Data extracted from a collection
---------------
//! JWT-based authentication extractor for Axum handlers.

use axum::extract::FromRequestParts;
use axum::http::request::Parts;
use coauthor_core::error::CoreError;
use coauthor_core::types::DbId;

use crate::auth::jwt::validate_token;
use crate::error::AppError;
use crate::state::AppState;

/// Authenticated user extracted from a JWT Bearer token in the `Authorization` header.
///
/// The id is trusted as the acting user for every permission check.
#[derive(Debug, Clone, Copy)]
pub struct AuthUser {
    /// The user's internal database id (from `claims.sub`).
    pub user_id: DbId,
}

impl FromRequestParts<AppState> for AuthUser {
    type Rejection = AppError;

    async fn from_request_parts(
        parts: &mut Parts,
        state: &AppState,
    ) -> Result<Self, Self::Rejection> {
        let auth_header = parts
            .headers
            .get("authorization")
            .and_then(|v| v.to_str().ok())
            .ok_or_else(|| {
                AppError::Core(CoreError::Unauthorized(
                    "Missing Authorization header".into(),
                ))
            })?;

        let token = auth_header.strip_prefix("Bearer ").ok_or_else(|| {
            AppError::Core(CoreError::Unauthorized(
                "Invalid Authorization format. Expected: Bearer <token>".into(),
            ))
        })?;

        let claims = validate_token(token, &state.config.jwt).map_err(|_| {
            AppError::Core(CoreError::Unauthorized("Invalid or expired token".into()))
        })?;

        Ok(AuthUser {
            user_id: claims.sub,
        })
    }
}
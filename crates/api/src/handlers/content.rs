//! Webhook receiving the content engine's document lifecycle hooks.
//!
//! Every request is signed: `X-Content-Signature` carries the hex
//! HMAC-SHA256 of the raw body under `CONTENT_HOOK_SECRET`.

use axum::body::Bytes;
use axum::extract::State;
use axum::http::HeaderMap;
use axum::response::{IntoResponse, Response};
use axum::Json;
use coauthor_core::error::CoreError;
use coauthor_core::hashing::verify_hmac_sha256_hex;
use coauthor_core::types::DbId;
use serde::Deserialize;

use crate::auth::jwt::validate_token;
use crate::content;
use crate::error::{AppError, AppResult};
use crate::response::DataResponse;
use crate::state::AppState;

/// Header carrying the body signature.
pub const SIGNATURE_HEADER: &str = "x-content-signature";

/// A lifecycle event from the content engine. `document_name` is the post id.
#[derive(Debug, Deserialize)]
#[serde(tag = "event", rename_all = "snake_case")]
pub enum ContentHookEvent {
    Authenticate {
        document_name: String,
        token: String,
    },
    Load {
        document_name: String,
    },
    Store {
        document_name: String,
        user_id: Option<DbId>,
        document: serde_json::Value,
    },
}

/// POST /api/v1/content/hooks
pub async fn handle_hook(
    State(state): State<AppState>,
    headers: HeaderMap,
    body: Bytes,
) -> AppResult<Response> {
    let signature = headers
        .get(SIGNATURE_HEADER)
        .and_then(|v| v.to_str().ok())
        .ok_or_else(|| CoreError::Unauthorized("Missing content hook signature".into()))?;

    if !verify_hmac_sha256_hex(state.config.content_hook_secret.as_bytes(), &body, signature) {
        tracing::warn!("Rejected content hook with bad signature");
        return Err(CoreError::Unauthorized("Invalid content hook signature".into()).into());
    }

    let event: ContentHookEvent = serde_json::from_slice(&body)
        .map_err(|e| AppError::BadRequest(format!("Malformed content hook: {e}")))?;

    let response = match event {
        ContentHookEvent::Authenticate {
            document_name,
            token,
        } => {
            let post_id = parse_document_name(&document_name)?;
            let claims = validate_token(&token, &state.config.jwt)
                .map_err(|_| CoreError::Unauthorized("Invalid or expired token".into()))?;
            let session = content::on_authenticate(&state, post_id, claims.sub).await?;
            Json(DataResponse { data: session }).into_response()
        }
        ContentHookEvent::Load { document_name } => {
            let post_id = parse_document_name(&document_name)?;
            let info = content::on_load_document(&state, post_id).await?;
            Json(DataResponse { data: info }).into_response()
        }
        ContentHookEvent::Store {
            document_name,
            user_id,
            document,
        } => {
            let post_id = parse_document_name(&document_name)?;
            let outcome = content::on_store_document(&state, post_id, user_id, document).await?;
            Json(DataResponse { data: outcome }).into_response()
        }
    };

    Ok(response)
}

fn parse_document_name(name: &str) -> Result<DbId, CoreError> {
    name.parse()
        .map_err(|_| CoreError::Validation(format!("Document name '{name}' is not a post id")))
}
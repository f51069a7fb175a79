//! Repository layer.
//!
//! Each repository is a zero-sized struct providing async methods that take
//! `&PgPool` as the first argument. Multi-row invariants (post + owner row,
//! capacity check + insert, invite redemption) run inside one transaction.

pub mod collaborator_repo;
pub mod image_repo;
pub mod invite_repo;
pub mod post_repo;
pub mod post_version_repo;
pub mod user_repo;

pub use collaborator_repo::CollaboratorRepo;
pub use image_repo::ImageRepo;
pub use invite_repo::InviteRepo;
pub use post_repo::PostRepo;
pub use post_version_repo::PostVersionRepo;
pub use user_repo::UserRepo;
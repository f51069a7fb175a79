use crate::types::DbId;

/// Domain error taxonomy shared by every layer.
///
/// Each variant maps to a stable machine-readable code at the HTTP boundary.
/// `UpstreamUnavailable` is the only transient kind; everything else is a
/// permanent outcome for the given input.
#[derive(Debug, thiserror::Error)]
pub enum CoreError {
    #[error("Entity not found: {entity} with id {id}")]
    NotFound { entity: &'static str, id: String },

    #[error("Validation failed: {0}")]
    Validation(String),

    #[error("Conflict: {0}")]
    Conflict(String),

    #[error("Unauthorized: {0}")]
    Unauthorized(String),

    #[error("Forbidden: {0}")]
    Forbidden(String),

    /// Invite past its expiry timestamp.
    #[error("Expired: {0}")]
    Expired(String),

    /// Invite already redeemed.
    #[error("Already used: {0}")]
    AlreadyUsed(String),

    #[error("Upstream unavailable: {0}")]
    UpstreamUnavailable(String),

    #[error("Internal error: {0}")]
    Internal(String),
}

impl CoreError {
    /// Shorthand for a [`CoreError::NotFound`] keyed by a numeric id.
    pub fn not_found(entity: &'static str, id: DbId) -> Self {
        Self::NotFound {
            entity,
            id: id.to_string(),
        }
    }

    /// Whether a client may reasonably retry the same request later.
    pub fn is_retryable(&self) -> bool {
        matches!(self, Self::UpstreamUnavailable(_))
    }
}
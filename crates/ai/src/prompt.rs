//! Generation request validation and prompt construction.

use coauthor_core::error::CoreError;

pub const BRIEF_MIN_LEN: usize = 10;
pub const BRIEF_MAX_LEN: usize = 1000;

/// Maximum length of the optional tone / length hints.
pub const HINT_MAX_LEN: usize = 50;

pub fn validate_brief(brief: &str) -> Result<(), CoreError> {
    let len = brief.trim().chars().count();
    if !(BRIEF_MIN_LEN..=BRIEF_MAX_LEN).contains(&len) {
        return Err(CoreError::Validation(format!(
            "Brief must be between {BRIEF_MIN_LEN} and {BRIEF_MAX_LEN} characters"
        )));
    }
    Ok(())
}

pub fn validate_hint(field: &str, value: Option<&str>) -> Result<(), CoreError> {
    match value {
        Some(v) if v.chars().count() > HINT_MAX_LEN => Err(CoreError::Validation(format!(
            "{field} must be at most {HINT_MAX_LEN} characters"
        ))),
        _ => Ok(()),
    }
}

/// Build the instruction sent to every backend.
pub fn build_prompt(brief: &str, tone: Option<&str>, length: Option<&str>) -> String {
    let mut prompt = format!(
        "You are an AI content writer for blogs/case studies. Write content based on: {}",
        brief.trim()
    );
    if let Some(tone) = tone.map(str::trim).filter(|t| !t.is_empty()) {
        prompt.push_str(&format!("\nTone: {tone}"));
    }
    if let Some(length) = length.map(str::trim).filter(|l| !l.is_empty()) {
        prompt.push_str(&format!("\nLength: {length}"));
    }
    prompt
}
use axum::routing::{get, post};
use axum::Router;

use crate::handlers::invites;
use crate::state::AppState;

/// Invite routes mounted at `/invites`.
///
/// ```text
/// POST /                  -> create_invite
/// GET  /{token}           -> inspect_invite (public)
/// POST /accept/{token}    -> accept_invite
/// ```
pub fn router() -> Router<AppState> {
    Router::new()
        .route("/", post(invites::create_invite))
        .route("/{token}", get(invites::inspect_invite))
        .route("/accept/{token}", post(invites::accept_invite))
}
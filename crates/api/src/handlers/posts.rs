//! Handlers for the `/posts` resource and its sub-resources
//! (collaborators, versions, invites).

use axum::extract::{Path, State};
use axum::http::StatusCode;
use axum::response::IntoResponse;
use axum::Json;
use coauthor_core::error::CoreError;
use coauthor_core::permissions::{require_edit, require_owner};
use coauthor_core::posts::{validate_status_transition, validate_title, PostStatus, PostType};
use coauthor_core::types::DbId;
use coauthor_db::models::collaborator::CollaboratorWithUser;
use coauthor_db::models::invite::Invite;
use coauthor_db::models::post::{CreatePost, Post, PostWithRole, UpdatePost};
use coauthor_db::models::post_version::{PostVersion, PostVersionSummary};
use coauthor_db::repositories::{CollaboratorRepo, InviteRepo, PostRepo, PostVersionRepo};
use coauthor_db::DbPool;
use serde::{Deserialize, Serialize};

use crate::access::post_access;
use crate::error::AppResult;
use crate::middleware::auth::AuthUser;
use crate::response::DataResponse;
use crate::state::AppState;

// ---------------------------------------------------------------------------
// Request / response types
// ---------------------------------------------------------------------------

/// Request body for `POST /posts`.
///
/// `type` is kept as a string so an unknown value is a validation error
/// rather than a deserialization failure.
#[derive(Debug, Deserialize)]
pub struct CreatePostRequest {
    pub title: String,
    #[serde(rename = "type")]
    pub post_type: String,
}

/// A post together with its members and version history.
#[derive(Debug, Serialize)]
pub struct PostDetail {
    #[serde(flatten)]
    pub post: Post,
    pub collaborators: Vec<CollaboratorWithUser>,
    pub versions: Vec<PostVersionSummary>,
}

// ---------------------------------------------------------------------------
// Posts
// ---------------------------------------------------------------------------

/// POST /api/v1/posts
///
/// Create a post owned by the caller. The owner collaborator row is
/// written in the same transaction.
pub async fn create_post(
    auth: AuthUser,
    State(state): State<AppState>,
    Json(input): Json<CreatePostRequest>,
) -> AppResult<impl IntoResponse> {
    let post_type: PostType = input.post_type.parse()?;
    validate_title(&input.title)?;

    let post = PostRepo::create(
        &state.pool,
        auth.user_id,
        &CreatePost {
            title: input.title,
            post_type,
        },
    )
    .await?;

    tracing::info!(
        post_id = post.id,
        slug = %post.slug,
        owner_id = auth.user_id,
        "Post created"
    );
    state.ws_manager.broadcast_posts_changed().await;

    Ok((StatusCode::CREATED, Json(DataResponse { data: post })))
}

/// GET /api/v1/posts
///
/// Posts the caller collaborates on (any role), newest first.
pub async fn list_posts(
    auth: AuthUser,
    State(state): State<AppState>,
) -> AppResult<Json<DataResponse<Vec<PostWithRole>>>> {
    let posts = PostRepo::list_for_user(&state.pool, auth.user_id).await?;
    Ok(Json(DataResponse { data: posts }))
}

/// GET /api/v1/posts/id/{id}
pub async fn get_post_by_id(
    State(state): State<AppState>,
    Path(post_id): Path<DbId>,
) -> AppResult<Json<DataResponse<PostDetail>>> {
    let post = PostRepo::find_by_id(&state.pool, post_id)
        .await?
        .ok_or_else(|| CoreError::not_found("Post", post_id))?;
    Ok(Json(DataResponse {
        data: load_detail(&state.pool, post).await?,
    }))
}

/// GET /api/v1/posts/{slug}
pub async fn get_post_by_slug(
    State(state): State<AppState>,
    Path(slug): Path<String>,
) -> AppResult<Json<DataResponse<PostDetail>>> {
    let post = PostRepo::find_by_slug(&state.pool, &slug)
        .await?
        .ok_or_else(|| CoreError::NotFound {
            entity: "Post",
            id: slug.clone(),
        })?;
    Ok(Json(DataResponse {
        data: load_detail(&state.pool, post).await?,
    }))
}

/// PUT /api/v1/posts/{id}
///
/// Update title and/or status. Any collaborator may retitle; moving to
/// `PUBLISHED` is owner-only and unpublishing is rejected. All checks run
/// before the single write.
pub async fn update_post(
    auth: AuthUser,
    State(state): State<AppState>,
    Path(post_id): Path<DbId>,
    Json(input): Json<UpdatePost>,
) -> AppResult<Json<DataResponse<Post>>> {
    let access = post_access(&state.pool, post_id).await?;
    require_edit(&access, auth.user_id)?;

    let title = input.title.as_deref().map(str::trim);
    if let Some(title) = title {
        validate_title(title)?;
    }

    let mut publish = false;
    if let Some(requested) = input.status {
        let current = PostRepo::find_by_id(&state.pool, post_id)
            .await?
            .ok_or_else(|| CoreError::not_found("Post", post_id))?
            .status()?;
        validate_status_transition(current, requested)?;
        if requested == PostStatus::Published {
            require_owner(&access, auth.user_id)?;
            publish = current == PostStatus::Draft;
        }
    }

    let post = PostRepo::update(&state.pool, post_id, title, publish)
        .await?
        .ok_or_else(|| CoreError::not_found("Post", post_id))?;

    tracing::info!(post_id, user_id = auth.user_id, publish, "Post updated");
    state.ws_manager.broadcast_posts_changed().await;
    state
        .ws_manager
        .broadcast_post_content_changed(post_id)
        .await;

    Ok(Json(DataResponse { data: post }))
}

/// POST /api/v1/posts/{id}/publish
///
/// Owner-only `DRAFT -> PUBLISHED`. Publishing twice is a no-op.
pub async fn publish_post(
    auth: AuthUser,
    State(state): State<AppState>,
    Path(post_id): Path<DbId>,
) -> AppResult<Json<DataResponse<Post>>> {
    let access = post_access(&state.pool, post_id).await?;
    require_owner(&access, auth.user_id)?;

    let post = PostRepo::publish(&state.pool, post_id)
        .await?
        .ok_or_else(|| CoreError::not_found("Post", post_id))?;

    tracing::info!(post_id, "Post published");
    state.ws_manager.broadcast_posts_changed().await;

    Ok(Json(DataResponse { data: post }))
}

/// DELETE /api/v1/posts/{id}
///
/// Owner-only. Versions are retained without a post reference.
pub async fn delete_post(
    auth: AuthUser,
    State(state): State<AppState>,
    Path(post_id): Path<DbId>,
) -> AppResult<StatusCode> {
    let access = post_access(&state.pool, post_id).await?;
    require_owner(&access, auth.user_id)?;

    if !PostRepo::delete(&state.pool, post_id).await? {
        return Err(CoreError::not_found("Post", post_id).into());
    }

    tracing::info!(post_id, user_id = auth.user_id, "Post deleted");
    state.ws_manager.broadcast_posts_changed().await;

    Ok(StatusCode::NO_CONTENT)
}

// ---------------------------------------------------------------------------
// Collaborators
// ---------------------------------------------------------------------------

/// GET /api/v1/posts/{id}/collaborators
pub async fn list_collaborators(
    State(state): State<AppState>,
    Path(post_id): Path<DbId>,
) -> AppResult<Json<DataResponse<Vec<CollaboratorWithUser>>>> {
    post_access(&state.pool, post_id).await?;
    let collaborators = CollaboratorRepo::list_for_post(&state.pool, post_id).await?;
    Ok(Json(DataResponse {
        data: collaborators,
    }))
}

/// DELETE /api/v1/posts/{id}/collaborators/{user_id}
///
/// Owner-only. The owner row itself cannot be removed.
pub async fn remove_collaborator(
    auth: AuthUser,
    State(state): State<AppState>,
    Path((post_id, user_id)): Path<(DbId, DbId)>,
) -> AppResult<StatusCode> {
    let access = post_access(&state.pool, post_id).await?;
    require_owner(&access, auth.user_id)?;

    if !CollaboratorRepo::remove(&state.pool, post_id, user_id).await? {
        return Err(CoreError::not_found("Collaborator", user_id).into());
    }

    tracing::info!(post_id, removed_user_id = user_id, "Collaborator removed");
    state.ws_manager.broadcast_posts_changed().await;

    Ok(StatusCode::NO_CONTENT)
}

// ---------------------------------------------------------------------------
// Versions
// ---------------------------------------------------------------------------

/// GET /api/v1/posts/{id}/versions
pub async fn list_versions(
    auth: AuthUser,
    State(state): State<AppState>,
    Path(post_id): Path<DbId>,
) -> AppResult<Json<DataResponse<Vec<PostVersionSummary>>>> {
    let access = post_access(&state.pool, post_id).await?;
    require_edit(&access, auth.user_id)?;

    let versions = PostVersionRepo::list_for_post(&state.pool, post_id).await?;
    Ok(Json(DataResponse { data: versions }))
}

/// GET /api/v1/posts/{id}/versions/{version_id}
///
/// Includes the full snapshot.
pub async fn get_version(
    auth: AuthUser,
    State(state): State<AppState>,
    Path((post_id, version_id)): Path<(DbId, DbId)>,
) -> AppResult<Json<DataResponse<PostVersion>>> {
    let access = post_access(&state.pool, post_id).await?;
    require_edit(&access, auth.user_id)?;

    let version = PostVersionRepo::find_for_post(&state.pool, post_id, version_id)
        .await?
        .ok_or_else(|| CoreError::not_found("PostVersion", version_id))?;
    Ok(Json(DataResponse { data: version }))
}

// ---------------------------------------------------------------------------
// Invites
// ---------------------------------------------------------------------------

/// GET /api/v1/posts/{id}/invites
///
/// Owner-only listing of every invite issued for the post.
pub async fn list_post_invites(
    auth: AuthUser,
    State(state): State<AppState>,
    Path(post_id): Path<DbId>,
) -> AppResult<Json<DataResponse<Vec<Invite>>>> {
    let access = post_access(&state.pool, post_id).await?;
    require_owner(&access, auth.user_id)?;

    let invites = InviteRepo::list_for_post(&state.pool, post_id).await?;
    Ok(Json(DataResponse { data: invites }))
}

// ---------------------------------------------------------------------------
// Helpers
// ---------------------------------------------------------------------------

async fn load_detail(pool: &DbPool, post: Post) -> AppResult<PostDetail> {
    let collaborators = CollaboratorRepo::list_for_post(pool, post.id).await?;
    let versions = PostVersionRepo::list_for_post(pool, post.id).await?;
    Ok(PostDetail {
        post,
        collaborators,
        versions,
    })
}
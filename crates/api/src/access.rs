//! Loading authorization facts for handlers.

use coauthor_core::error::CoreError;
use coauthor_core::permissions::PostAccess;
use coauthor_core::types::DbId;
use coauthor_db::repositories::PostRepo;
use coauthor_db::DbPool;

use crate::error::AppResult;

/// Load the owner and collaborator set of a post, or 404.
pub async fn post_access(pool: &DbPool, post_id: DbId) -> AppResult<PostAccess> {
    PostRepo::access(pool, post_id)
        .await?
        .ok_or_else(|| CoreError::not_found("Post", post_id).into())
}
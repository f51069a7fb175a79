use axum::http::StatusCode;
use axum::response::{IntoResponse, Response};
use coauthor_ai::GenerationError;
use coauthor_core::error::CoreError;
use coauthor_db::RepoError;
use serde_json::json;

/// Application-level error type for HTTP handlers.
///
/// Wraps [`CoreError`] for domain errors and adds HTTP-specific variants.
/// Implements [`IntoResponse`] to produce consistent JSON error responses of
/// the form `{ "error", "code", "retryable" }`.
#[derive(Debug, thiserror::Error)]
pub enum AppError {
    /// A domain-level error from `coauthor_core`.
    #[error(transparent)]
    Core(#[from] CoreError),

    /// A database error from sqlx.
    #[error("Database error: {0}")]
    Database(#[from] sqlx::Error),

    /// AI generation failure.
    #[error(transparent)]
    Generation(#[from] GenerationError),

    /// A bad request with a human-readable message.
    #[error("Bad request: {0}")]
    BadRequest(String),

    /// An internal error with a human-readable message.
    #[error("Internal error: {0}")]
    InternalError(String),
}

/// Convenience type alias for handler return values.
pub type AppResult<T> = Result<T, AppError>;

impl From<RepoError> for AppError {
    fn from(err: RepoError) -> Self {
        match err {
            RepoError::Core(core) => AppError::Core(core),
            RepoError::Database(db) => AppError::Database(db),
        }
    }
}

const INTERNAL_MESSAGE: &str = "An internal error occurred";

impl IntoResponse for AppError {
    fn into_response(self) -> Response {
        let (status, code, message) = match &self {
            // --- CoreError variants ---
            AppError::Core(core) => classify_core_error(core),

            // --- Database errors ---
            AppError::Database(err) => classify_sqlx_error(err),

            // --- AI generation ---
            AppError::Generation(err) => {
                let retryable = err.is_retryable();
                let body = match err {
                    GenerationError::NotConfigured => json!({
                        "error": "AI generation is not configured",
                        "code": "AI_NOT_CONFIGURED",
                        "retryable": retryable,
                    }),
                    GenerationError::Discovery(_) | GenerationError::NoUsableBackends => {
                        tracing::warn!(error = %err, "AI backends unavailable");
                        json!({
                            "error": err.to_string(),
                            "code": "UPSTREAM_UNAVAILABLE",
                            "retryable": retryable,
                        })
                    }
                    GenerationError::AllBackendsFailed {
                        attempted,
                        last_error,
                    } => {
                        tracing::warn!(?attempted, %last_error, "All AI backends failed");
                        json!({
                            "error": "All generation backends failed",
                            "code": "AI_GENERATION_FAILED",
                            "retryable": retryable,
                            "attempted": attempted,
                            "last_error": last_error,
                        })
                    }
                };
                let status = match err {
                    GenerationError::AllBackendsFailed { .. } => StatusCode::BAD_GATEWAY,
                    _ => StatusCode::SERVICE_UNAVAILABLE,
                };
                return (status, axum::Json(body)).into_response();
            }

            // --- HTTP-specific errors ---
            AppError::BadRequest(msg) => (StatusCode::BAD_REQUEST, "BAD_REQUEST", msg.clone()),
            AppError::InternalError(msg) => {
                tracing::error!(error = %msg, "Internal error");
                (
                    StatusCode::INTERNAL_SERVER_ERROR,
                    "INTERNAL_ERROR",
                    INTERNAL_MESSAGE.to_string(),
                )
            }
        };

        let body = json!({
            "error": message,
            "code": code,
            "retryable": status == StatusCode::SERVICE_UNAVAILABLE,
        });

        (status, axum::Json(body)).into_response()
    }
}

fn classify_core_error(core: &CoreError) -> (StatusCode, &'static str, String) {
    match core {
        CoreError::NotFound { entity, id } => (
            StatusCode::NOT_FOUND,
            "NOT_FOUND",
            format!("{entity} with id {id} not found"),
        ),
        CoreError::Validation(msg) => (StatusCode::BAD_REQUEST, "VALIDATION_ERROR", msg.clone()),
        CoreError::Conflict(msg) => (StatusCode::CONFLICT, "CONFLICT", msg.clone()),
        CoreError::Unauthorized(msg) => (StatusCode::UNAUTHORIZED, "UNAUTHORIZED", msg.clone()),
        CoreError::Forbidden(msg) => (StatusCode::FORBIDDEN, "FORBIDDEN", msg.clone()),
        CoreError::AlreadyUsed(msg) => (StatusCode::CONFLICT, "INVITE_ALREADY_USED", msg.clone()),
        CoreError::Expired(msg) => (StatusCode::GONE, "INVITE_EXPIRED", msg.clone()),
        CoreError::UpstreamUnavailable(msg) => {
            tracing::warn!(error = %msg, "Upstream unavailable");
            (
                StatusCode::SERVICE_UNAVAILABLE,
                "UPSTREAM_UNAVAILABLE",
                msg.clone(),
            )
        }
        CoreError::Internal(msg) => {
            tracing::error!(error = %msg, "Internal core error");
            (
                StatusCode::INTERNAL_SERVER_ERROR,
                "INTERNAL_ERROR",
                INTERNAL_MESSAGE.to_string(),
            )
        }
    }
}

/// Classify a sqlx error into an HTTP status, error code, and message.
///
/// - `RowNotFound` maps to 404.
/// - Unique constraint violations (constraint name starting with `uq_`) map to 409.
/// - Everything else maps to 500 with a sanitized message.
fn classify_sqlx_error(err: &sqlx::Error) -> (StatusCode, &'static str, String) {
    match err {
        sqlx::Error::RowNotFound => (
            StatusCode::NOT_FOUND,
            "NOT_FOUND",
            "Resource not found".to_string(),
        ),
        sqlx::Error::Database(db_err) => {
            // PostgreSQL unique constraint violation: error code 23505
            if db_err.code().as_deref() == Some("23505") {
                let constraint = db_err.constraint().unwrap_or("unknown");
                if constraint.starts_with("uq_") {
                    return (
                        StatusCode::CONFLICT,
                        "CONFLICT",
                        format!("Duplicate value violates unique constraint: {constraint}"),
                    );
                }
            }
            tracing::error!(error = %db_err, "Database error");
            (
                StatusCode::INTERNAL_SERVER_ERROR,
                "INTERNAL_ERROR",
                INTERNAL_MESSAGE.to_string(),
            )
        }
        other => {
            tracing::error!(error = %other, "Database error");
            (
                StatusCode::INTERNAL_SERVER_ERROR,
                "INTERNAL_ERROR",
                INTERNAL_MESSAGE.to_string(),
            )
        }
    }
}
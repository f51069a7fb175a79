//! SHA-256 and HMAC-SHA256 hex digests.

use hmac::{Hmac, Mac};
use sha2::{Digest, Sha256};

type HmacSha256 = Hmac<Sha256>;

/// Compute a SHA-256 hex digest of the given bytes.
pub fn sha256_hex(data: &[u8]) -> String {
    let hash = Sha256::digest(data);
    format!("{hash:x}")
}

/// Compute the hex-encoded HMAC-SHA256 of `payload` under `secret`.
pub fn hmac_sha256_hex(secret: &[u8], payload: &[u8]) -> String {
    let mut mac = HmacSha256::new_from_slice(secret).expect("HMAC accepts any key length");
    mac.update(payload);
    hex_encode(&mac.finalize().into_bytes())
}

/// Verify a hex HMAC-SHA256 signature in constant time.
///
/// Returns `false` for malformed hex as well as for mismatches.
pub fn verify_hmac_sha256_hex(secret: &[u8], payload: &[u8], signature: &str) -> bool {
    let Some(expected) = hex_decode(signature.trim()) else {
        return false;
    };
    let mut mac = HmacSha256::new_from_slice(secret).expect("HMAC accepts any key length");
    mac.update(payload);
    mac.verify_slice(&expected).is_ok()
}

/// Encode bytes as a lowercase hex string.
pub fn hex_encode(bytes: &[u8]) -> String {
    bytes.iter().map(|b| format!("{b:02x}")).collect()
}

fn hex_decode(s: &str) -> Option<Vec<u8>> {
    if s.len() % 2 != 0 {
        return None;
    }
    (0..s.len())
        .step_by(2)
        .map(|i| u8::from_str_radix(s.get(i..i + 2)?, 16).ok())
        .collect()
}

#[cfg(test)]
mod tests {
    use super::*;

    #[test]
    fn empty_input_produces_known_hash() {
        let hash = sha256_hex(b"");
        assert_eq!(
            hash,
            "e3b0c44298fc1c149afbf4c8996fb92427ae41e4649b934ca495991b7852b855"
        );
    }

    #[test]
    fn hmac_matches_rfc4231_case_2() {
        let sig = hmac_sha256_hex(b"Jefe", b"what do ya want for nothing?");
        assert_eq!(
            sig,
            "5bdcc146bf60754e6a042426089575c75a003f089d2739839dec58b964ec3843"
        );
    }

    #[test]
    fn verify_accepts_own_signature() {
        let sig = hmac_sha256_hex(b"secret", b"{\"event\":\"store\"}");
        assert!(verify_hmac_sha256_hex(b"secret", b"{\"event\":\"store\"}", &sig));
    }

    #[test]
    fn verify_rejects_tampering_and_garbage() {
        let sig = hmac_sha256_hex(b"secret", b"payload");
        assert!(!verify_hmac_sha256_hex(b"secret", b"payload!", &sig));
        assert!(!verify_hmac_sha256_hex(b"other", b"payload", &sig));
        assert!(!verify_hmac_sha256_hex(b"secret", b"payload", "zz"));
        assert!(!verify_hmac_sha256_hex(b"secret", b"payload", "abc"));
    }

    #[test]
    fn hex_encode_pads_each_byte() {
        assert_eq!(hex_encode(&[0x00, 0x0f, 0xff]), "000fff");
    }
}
---------------
_WHAT THE TASK REQUIRES_: The lines needed run from the first line of the data through the line containing "impl FromRequestParts<AppState> for"; give them again exactly and nothing else.

_YOUR RESPONSE_:
//! JWT-based authentication extractor for Axum handlers.

use axum::extract::FromRequestParts;
use axum::http::request::Parts;
use coauthor_core::error::CoreError;
use coauthor_core::types::DbId;

use crate::auth::jwt::validate_token;
use crate::error::AppError;
use crate::state::AppState;

/// Authenticated user extracted from a JWT Bearer token in the `Authorization` header.
///
/// The id is trusted as the acting user for every permission check.
#[derive(Debug, Clone, Copy)]
pub struct AuthUser {
    /// The user's internal database id (from `claims.sub`).
    pub user_id: DbId,
}

impl FromRequestParts<AppState> for AuthUser {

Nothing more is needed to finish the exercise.